● ASSIGNMENT: Collect all lines below with the string "warn".

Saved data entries
◆ ◆ ◆ ◆ ◆ ◆ ◆
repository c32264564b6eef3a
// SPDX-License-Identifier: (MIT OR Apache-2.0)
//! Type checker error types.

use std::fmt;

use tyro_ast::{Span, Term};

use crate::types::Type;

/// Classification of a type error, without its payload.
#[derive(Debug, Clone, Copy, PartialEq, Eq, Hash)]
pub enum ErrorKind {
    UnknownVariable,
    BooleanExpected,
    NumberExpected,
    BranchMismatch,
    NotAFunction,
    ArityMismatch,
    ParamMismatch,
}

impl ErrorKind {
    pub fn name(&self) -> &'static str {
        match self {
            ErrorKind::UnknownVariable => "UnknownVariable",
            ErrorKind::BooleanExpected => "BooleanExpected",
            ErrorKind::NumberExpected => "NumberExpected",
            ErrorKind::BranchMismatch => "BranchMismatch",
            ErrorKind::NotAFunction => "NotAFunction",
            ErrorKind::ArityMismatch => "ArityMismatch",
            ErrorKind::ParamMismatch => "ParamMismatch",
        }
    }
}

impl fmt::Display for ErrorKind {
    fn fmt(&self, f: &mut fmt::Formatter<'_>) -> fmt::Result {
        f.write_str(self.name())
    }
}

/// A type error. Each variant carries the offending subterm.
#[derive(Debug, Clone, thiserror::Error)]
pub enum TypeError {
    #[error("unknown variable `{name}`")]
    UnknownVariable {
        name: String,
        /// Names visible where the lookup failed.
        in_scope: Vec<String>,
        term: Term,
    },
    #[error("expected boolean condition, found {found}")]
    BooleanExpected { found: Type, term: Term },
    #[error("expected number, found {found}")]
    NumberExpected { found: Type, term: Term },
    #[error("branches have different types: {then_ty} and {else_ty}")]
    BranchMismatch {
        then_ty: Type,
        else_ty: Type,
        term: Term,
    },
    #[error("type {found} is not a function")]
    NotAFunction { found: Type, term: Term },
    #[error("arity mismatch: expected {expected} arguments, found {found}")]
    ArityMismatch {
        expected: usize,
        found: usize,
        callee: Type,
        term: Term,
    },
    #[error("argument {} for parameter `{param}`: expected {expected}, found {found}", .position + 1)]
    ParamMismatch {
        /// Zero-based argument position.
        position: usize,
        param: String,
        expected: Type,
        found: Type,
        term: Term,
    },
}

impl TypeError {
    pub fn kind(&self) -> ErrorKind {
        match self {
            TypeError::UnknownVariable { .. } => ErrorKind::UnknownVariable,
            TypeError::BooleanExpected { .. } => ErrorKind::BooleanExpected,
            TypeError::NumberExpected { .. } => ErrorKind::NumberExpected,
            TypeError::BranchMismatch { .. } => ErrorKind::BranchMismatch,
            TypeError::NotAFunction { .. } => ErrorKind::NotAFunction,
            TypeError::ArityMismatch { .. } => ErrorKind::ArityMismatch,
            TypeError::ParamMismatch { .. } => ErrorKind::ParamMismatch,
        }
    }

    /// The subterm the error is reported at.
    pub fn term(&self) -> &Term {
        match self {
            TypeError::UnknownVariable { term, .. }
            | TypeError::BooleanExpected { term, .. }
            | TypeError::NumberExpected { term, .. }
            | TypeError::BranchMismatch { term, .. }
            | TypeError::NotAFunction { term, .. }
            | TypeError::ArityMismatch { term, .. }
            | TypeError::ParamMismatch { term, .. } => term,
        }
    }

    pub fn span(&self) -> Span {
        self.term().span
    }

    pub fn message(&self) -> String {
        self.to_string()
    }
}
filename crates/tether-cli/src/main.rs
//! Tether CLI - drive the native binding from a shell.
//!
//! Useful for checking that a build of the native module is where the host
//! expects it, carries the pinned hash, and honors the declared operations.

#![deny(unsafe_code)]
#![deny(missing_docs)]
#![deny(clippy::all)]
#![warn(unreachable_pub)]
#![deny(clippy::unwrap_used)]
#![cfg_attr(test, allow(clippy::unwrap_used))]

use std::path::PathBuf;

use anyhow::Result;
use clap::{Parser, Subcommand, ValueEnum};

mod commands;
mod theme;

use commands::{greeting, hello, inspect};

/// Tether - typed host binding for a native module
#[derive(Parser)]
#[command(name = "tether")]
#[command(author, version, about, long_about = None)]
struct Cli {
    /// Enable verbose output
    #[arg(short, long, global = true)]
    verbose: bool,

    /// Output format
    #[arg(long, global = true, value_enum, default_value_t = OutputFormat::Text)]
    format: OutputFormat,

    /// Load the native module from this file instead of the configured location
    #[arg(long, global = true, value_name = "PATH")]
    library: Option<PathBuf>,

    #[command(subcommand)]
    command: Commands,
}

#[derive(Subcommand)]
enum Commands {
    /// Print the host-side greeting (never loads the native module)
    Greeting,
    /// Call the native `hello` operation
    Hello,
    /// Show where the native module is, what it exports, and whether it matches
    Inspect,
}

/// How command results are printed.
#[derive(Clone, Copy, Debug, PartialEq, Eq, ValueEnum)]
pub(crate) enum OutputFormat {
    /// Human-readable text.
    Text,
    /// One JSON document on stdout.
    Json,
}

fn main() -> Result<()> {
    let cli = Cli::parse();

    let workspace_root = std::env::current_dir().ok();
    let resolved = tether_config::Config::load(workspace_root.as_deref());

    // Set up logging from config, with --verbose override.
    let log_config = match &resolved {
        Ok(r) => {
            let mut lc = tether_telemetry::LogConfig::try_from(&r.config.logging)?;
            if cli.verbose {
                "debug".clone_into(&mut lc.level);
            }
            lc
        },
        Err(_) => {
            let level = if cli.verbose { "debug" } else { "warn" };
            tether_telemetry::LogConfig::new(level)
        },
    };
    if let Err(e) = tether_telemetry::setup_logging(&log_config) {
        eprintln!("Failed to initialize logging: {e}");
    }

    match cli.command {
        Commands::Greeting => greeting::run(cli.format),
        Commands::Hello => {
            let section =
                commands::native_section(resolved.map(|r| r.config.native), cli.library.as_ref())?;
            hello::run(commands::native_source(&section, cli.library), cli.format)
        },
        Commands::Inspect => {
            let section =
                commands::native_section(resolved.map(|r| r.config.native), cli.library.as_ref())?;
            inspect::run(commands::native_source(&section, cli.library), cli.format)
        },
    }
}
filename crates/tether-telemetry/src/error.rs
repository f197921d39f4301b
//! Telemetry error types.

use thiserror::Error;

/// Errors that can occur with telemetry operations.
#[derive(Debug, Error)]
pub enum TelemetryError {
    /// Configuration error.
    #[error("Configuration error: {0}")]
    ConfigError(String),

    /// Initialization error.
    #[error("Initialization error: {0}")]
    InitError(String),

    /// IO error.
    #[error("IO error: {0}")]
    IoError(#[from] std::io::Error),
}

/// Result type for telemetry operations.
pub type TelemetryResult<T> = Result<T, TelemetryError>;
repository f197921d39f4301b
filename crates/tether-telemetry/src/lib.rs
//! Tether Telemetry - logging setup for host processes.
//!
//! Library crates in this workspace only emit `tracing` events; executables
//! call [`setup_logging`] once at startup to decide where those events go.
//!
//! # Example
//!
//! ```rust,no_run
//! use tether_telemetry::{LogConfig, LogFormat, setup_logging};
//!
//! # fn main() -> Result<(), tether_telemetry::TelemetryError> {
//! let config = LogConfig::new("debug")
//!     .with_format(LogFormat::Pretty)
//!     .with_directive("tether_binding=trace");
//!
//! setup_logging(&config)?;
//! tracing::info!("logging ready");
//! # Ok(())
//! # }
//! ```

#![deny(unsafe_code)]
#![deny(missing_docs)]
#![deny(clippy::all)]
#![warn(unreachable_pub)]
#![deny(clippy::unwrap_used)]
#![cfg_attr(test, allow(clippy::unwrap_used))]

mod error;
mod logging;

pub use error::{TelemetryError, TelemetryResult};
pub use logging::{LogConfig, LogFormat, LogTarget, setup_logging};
◆ ◆ ◆ ◆ ◆ ◆ ◆
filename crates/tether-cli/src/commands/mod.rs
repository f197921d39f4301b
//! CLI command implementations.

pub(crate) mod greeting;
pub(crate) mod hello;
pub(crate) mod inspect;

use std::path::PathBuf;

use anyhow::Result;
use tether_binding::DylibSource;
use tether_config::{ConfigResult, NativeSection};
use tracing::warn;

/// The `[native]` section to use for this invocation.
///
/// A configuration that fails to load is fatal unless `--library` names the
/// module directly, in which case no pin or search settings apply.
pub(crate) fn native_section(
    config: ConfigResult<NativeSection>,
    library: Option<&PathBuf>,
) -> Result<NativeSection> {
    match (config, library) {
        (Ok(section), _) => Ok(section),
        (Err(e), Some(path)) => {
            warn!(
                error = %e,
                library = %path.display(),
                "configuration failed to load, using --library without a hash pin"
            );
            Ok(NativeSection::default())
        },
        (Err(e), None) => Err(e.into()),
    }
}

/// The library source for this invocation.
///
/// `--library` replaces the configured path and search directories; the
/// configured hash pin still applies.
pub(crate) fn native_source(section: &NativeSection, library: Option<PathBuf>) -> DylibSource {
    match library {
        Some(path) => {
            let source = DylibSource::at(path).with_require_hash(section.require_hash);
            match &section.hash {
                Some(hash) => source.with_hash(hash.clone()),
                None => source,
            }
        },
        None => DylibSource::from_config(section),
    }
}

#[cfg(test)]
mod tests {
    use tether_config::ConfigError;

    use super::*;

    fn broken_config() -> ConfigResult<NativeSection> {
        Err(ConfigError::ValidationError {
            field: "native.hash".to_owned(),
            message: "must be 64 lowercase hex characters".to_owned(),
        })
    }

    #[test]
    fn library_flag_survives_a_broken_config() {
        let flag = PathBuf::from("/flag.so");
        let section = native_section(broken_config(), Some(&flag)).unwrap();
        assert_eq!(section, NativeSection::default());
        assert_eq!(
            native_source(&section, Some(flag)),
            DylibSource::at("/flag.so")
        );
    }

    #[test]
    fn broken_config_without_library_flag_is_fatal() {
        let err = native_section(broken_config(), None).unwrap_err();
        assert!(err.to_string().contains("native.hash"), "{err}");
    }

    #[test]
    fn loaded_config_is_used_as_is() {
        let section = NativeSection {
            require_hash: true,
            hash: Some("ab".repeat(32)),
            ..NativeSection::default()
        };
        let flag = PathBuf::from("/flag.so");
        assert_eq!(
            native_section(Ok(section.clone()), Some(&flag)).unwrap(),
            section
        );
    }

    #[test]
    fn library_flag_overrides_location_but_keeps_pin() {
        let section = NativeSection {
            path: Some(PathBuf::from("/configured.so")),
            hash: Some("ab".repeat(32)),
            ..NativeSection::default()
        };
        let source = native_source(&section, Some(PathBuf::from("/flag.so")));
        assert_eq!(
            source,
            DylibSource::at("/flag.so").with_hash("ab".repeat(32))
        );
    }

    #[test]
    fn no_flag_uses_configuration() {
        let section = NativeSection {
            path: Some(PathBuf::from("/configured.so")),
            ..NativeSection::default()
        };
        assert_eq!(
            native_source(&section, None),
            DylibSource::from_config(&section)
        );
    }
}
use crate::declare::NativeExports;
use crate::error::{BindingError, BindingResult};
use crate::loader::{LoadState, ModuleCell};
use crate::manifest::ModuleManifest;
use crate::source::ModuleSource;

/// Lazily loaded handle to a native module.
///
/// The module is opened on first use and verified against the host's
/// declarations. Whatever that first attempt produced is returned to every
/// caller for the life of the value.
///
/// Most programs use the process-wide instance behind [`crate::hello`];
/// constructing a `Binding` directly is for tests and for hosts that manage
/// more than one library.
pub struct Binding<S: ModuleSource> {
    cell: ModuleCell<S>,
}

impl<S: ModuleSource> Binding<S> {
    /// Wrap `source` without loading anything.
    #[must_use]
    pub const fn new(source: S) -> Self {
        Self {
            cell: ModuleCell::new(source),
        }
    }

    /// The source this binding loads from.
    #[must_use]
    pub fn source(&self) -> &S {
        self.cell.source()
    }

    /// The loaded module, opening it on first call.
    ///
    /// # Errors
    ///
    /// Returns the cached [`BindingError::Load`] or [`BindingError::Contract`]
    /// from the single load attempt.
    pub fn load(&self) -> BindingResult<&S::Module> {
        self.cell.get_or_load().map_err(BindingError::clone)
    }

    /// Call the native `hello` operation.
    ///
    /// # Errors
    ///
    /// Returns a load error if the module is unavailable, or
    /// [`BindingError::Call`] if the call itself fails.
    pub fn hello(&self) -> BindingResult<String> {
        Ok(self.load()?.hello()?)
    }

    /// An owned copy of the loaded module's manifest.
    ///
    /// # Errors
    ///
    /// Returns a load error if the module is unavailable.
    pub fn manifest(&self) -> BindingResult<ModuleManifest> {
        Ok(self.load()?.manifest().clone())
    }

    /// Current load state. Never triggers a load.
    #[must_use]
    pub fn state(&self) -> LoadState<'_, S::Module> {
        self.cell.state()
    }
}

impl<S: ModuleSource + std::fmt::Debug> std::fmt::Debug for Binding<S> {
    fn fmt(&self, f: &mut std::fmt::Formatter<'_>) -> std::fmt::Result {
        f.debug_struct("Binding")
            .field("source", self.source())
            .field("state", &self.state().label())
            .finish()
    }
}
◆ ◆ ◆ ◆ ◆ ◆ ◆
● REPLY TO THE EXERCISE:
#![warn(unreachable_pub)]
            let level = if cli.verbose { "debug" } else { "warn" };
#![warn(unreachable_pub)]
use tracing::warn;
            warn!(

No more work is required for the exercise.